You can search the entire volume by specifying a starting directory ID of
fsRtDirID, the root directory constant. You can do partial searches of a
volume by specifying a starting directory ID other than fsRtDirID.
Back to top
Searching in a Multi-user/Multiprocess Environment
Volumes can be shared by multiple users accessing a file server or multiple
processes running on a single Macintosh. Each user or process with access to such
a shared volume may be able to make changes to the volume's catalog at any time.
Changes in a volume's catalog in the middle of a search can cause two problems:
- Files and directories renamed or moved by another user or process can be entirely missed or found multiple times by a search routine.

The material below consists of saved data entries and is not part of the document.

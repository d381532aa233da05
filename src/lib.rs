// ============================================================================
// RIOAUTOCOM TECH - Núcleo do cliente de chamados (Rust/WASM, MVVM)
// ============================================================================
// - Models: formas de dados compartilhadas com o backend + lógica pura
//   (máquina de estados, permissões, filtro de listagem)
// - Services: SOMENTE comunicação HTTP (gateway único com credenciais)
// - State: sessão compartilhada com escritor único (Rc<RefCell>)
// - ViewModels: orquestram services + state e devolvem valores
// A camada de views (DOM) vive fora deste crate e consome os viewmodels.
// ============================================================================

use wasm_bindgen::prelude::wasm_bindgen;

pub mod error;
pub mod models;
pub mod services;
pub mod state;
pub mod utils;
pub mod viewmodels;

pub use error::{ApiError, ApiResult};
pub use services::ApiClient;
pub use state::SessionStore;
pub use viewmodels::{AdminViewModel, AuthViewModel, TicketViewModel, TicketsViewModel};

/// Raiz de composição: um SessionStore compartilhado injetado no gateway e
/// em todos os viewmodels — nada de estado global ambiente.
pub struct AppContext {
    pub session: SessionStore,
    pub api: ApiClient,
    pub auth: AuthViewModel,
    pub tickets: TicketsViewModel,
    pub ticket: TicketViewModel,
    pub admin: AdminViewModel,
}

impl AppContext {
    /// Monta o contexto restaurando a sessão persistida (se houver).
    pub fn new() -> Self {
        let session = SessionStore::init();
        let api = ApiClient::new(session.clone());
        Self {
            auth: AuthViewModel::new(api.clone(), session.clone()),
            tickets: TicketsViewModel::new(api.clone(), session.clone()),
            ticket: TicketViewModel::new(api.clone()),
            admin: AdminViewModel::new(api.clone()),
            api,
            session,
        }
    }
}

impl Default for AppContext {
    fn default() -> Self {
        Self::new()
    }
}

/// Inicializa logging e panic hook. Chamar uma única vez no bootstrap da UI.
#[wasm_bindgen]
pub fn init() {
    console_error_panic_hook::set_once();
    wasm_logger::init(wasm_logger::Config::default());
    log::info!("🚀 RioAutocom tech — cliente inicializado");
}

- A search routine can easily lose track of its position within the hierarchical directory structure when files or directories are created, deleted, or renamed by another user or process.
A volume searched with a single call to PBCatSearch ensures that all
parts of the volume are searched without another user or process changing the
volume's catalog. However, a single call to PBCatSearch may not be
possible or practical because of the number of matches you expect, or because
you may want to set a time limit on the search so that the user can cancel a
long search. PBCatSearch returns a catChangedErr (-1304) and
no matches when the catalog of a volume is changed by another user or process
in a way that might affect the current search. The search can be continued with
the CatPositionRec returned with the catChangedErr error, but
at the risk of missing catalog entries or finding duplicate catalog entries.
Things aren't so nice for search routines based on indexed File Manager calls.
The File Manager won't notify you when a volume's catalog has changed. In fact,
there are several ways the catalog can change that are very difficult to detect
and correct for. Since methods that attempt to resynchronize an indexed search
and find all catalog entries that might be missed or found multiple times when
the catalog changes do not work for all cases, those methods are not discussed
in this Technical Note. The following paragraphs describe why some changes are
very difficult to detect.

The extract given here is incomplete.